Aim of the task
The required output is every record, reproduced exactly.
■ ■ ■ ■
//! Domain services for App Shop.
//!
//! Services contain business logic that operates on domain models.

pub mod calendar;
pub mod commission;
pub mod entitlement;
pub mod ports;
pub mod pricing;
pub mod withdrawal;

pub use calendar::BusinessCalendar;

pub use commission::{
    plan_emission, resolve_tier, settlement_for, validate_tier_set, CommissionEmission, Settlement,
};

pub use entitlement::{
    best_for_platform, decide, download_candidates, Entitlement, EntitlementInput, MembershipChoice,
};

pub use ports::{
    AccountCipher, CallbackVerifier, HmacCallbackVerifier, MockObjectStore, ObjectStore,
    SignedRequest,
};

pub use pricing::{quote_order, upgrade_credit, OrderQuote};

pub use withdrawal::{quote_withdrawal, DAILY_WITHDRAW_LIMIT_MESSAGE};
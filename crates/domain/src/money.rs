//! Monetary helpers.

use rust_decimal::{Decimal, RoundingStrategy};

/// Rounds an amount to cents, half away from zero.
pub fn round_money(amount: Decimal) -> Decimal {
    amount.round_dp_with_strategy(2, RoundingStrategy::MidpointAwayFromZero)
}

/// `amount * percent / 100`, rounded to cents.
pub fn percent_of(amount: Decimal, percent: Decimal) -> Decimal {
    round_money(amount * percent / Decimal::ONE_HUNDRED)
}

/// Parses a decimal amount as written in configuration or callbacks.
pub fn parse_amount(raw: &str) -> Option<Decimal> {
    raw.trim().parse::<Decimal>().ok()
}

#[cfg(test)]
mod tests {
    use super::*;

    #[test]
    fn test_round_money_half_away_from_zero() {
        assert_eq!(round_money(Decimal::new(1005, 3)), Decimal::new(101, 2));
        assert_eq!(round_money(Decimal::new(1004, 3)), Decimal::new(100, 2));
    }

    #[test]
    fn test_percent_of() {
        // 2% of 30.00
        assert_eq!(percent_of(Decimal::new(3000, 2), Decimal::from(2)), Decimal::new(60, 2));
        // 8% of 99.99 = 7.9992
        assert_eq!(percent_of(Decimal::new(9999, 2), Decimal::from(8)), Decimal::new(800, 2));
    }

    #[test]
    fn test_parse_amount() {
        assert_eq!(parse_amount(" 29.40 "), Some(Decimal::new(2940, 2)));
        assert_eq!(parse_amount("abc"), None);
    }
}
■ ■ ■ ■
Expected answer
//! Domain services for App Shop.
//!
//! Services contain business logic that operates on domain models.

pub mod calendar;
pub mod commission;
pub mod entitlement;
pub mod ports;
pub mod pricing;
pub mod withdrawal;

pub use calendar::BusinessCalendar;

pub use commission::{
    plan_emission, resolve_tier, settlement_for, validate_tier_set, CommissionEmission, Settlement,
};

pub use entitlement::{
    best_for_platform, decide, download_candidates, Entitlement, EntitlementInput, MembershipChoice,
};

pub use ports::{
    AccountCipher, CallbackVerifier, HmacCallbackVerifier, MockObjectStore, ObjectStore,
    SignedRequest,
};

pub use pricing::{quote_order, upgrade_credit, OrderQuote};

pub use withdrawal::{quote_withdrawal, DAILY_WITHDRAW_LIMIT_MESSAGE};
filename crates/domain/src/money.rs
//! Monetary helpers.

use rust_decimal::{Decimal, RoundingStrategy};

/// Rounds an amount to cents, half away from zero.
pub fn round_money(amount: Decimal) -> Decimal {
    amount.round_dp_with_strategy(2, RoundingStrategy::MidpointAwayFromZero)
}

/// `amount * percent / 100`, rounded to cents.
pub fn percent_of(amount: Decimal, percent: Decimal) -> Decimal {
    round_money(amount * percent / Decimal::ONE_HUNDRED)
}

/// Parses a decimal amount as written in configuration or callbacks.
pub fn parse_amount(raw: &str) -> Option<Decimal> {
    raw.trim().parse::<Decimal>().ok()
}

#[cfg(test)]
mod tests {
    use super::*;

    #[test]
    fn test_round_money_half_away_from_zero() {
        assert_eq!(round_money(Decimal::new(1005, 3)), Decimal::new(101, 2));
        assert_eq!(round_money(Decimal::new(1004, 3)), Decimal::new(100, 2));
    }

    #[test]
    fn test_percent_of() {
        // 2% of 30.00
        assert_eq!(percent_of(Decimal::new(3000, 2), Decimal::from(2)), Decimal::new(60, 2));
        // 8% of 99.99 = 7.9992
        assert_eq!(percent_of(Decimal::new(9999, 2), Decimal::from(8)), Decimal::new(800, 2));
    }

    #[test]
    fn test_parse_amount() {
        assert_eq!(parse_amount(" 29.40 "), Some(Decimal::new(2940, 2)));
        assert_eq!(parse_amount("abc"), None);
    }
}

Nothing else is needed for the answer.